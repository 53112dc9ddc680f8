//! ID with type-safe markers for each resource.
//!
//! When IDs are simple 64-bit integers then it may be easy to accidentally use
//! the ID of a role in place of where one means to use the ID of a user. By
//! using a marker it's possible to ensure that only IDs of the right type are
//! used.
//!
//! # Fork note
//!
//! Trimmed from twilight-model's `id` module to the markers this crate deals
//! with (channels, guilds, users). The serde behaviour is unchanged:
//! IDs serialize as strings and deserialize from strings or integers.

pub mod marker;

use serde::{
    de::{Deserialize, Deserializer, Error as DeError, Unexpected, Visitor},
    ser::{Serialize, Serializer},
};
use std::{
    cmp::Ordering,
    fmt::{Debug, Display, Formatter, Result as FmtResult},
    hash::{Hash, Hasher},
    marker::PhantomData,
    num::{NonZeroU64, ParseIntError, TryFromIntError},
    str::FromStr,
};

/// ID of a resource, such as the ID of a [channel] or [guild].
///
/// # serde
///
/// IDs are deserializable from strings and integers and serialize into
/// strings, matching what Discord sends over the wire.
///
/// [channel]: marker::ChannelMarker
/// [guild]: marker::GuildMarker
pub struct Id<T> {
    phantom: PhantomData<fn(T) -> T>,
    value: NonZeroU64,
}

impl<T> Id<T> {
    const fn from_nonzero(value: NonZeroU64) -> Self {
        Self {
            phantom: PhantomData,
            value,
        }
    }

    /// Create a new ID, panicking if the value is zero.
    ///
    /// # Panics
    ///
    /// Panics if the value is 0.
    #[track_caller]
    pub const fn new(n: u64) -> Self {
        if let Some(id) = Self::new_checked(n) {
            id
        } else {
            panic!("value is zero");
        }
    }

    /// Create a new ID if the provided value is not zero.
    pub const fn new_checked(n: u64) -> Option<Self> {
        if let Some(n) = NonZeroU64::new(n) {
            Some(Self::from_nonzero(n))
        } else {
            None
        }
    }

    /// Return the inner primitive value.
    pub const fn get(self) -> u64 {
        self.value.get()
    }

    /// Cast an ID from one type to another.
    pub const fn cast<New>(self) -> Id<New> {
        Id::from_nonzero(self.value)
    }
}

impl<T> Clone for Id<T> {
    fn clone(&self) -> Self {
        *self
    }
}

impl<T> Copy for Id<T> {}

impl<T> Debug for Id<T> {
    fn fmt(&self, f: &mut Formatter<'_>) -> FmtResult {
        f.write_str("Id")?;
        let type_name = std::any::type_name::<T>();

        // `type_name` will always have at least 1 element.
        if let Some(position) = type_name.rfind("::") {
            if let Some(slice) = type_name.get(position + 2..) {
                f.write_str("<")?;
                f.write_str(slice)?;
                f.write_str(">")?;
            }
        }

        f.write_str("(")?;
        Debug::fmt(&self.value, f)?;

        f.write_str(")")
    }
}

impl<T> Display for Id<T> {
    fn fmt(&self, f: &mut Formatter<'_>) -> FmtResult {
        Display::fmt(&self.value.get(), f)
    }
}

impl<T> Eq for Id<T> {}

impl<T> PartialEq for Id<T> {
    fn eq(&self, other: &Self) -> bool {
        self.value == other.value
    }
}

impl<T> PartialEq<u64> for Id<T> {
    fn eq(&self, other: &u64) -> bool {
        self.value.get() == *other
    }
}

impl<T> Hash for Id<T> {
    fn hash<U: Hasher>(&self, state: &mut U) {
        state.write_u64(self.value.get());
    }
}

impl<T> Ord for Id<T> {
    fn cmp(&self, other: &Self) -> Ordering {
        self.value.cmp(&other.value)
    }
}

impl<T> PartialOrd for Id<T> {
    fn partial_cmp(&self, other: &Self) -> Option<Ordering> {
        Some(self.cmp(other))
    }
}

impl<T> From<NonZeroU64> for Id<T> {
    fn from(id: NonZeroU64) -> Self {
        Self::from_nonzero(id)
    }
}

impl<T> From<Id<T>> for u64 {
    fn from(id: Id<T>) -> Self {
        id.get()
    }
}

impl<T> TryFrom<u64> for Id<T> {
    type Error = TryFromIntError;

    fn try_from(value: u64) -> Result<Self, Self::Error> {
        NonZeroU64::try_from(value).map(Self::from_nonzero)
    }
}

impl<T> FromStr for Id<T> {
    type Err = ParseIntError;

    fn from_str(s: &str) -> Result<Self, Self::Err> {
        NonZeroU64::from_str(s).map(Self::from_nonzero)
    }
}

impl<'de, T> Deserialize<'de> for Id<T> {
    fn deserialize<D: Deserializer<'de>>(deserializer: D) -> Result<Self, D::Error> {
        struct IdVisitor<T> {
            phantom: PhantomData<T>,
        }

        impl<T> Visitor<'_> for IdVisitor<T> {
            type Value = Id<T>;

            fn expecting(&self, f: &mut Formatter<'_>) -> FmtResult {
                f.write_str("a discord snowflake")
            }

            fn visit_u64<E: DeError>(self, value: u64) -> Result<Self::Value, E> {
                Id::new_checked(value)
                    .ok_or_else(|| DeError::invalid_value(Unexpected::Unsigned(value), &self))
            }

            fn visit_i64<E: DeError>(self, value: i64) -> Result<Self::Value, E> {
                let unsigned = u64::try_from(value)
                    .map_err(|_| DeError::invalid_value(Unexpected::Signed(value), &self))?;

                self.visit_u64(unsigned)
            }

            fn visit_str<E: DeError>(self, value: &str) -> Result<Self::Value, E> {
                value
                    .parse()
                    .map_err(|_| DeError::invalid_value(Unexpected::Str(value), &self))
            }
        }

        deserializer.deserialize_any(IdVisitor {
            phantom: PhantomData,
        })
    }
}

impl<T> Serialize for Id<T> {
    fn serialize<S: Serializer>(&self, serializer: S) -> Result<S::Ok, S::Error> {
        serializer.collect_str(&self.value)
    }
}
//! Print a snapshot's channel lists with hidden channels merged in.
//!
//! Usage: `show_hidden_channels <snapshot.json>`, or set `SHC_SNAPSHOT`.
//! `SHC_SORT_NATIVE=false` groups hidden channels under a synthetic
//! category. A `.env` file is honoured for both.

use std::process::ExitCode;

use tracing::{error, info};

use show_hidden_channels::types::{Channel, ChannelType, GuildMarker, Id};
use show_hidden_channels::{
    ChannelView, HiddenChannelsConfig, HiddenSetCache, Host, Snapshot, TreeMerger,
};

const SNAPSHOT_VAR: &str = "SHC_SNAPSHOT";

fn main() -> ExitCode {
    tracing_subscriber::fmt()
        .with_env_filter(
            tracing_subscriber::EnvFilter::try_from_default_env()
                .unwrap_or_else(|_| tracing_subscriber::EnvFilter::new("info")),
        )
        .init();

    dotenv::dotenv().ok();

    let Some(path) = std::env::args()
        .nth(1)
        .or_else(|| std::env::var(SNAPSHOT_VAR).ok())
    else {
        error!("usage: show_hidden_channels <snapshot.json> (or set {SNAPSHOT_VAR})");
        return ExitCode::FAILURE;
    };

    let config = match HiddenChannelsConfig::from_env() {
        Ok(config) => config,
        Err(e) => {
            error!(error = %e, "invalid configuration");
            return ExitCode::FAILURE;
        }
    };

    let json = match std::fs::read_to_string(&path) {
        Ok(json) => json,
        Err(e) => {
            error!(path = %path, error = %e, "failed to read snapshot");
            return ExitCode::FAILURE;
        }
    };

    let snapshot = match Snapshot::from_json(&json) {
        Ok(snapshot) => snapshot,
        Err(e) => {
            error!(path = %path, error = %e, "failed to parse snapshot");
            return ExitCode::FAILURE;
        }
    };

    let cache = HiddenSetCache::new(&snapshot);
    let merger = TreeMerger::new(&cache);

    for guild in &snapshot.guilds {
        let view = snapshot.visible_view(guild.id);
        let merged = merger.merge_with(Some(guild.id), &view, &config);
        info!(
            guild_id = %guild.id,
            hidden = cache.get_hidden(Some(guild.id)).len(),
            grouped = config.group_under_hidden_category(),
            "rendering channel list"
        );

        println!("{}", outline(guild.id, &merged, &cache));
    }

    ExitCode::SUCCESS
}

/// Uncategorized channels first, then each category with its children.
fn outline<H: Host>(
    guild_id: Id<GuildMarker>,
    view: &ChannelView,
    cache: &HiddenSetCache<H>,
) -> String {
    let label = |channel: &Channel| {
        let sigil = match channel.kind {
            ChannelType::GuildCategory => "▸",
            ChannelType::GuildVoice | ChannelType::GuildStageVoice => "~",
            _ => "#",
        };
        let name = channel
            .name
            .clone()
            .unwrap_or_else(|| format!("{} {}", channel.kind.name(), channel.id));
        let lock = if cache.is_hidden(channel.id) {
            " [hidden]"
        } else {
            ""
        };

        format!("{sigil} {name}{lock}")
    };

    let mut lines = vec![format!("guild {guild_id}")];
    for entry in view.categories.bucket(None).unwrap_or_default() {
        lines.push(format!("  {}", label(&entry.channel)));
    }
    for root in view.categories.roots.iter() {
        lines.push(format!("  {}", label(&root.channel)));
        let children = view.categories.bucket(Some(root.channel.id));
        for entry in children.unwrap_or_default() {
            lines.push(format!("    {}", label(&entry.channel)));
        }
    }

    lines.join("\n")
}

--------------------

## Your task
Using the entries above, give back exactly the line containing "fn eq(&self, other: &Self)", the line containing "let unsigned = u64::try_from(value)", and every line between them, and nothing else.

## Solved exercise
    fn eq(&self, other: &Self) -> bool {
        self.value == other.value
    }
}

impl<T> PartialEq<u64> for Id<T> {
    fn eq(&self, other: &u64) -> bool {
        self.value.get() == *other
    }
}

impl<T> Hash for Id<T> {
    fn hash<U: Hasher>(&self, state: &mut U) {
        state.write_u64(self.value.get());
    }
}

impl<T> Ord for Id<T> {
    fn cmp(&self, other: &Self) -> Ordering {
        self.value.cmp(&other.value)
    }
}

impl<T> PartialOrd for Id<T> {
    fn partial_cmp(&self, other: &Self) -> Option<Ordering> {
        Some(self.cmp(other))
    }
}

impl<T> From<NonZeroU64> for Id<T> {
    fn from(id: NonZeroU64) -> Self {
        Self::from_nonzero(id)
    }
}

impl<T> From<Id<T>> for u64 {
    fn from(id: Id<T>) -> Self {
        id.get()
    }
}

impl<T> TryFrom<u64> for Id<T> {
    type Error = TryFromIntError;

    fn try_from(value: u64) -> Result<Self, Self::Error> {
        NonZeroU64::try_from(value).map(Self::from_nonzero)
    }
}

impl<T> FromStr for Id<T> {
    type Err = ParseIntError;

    fn from_str(s: &str) -> Result<Self, Self::Err> {
        NonZeroU64::from_str(s).map(Self::from_nonzero)
    }
}

impl<'de, T> Deserialize<'de> for Id<T> {
    fn deserialize<D: Deserializer<'de>>(deserializer: D) -> Result<Self, D::Error> {
        struct IdVisitor<T> {
            phantom: PhantomData<T>,
        }

        impl<T> Visitor<'_> for IdVisitor<T> {
            type Value = Id<T>;

            fn expecting(&self, f: &mut Formatter<'_>) -> FmtResult {
                f.write_str("a discord snowflake")
            }

            fn visit_u64<E: DeError>(self, value: u64) -> Result<Self::Value, E> {
                Id::new_checked(value)
                    .ok_or_else(|| DeError::invalid_value(Unexpected::Unsigned(value), &self))
            }

            fn visit_i64<E: DeError>(self, value: i64) -> Result<Self::Value, E> {
                let unsigned = u64::try_from(value)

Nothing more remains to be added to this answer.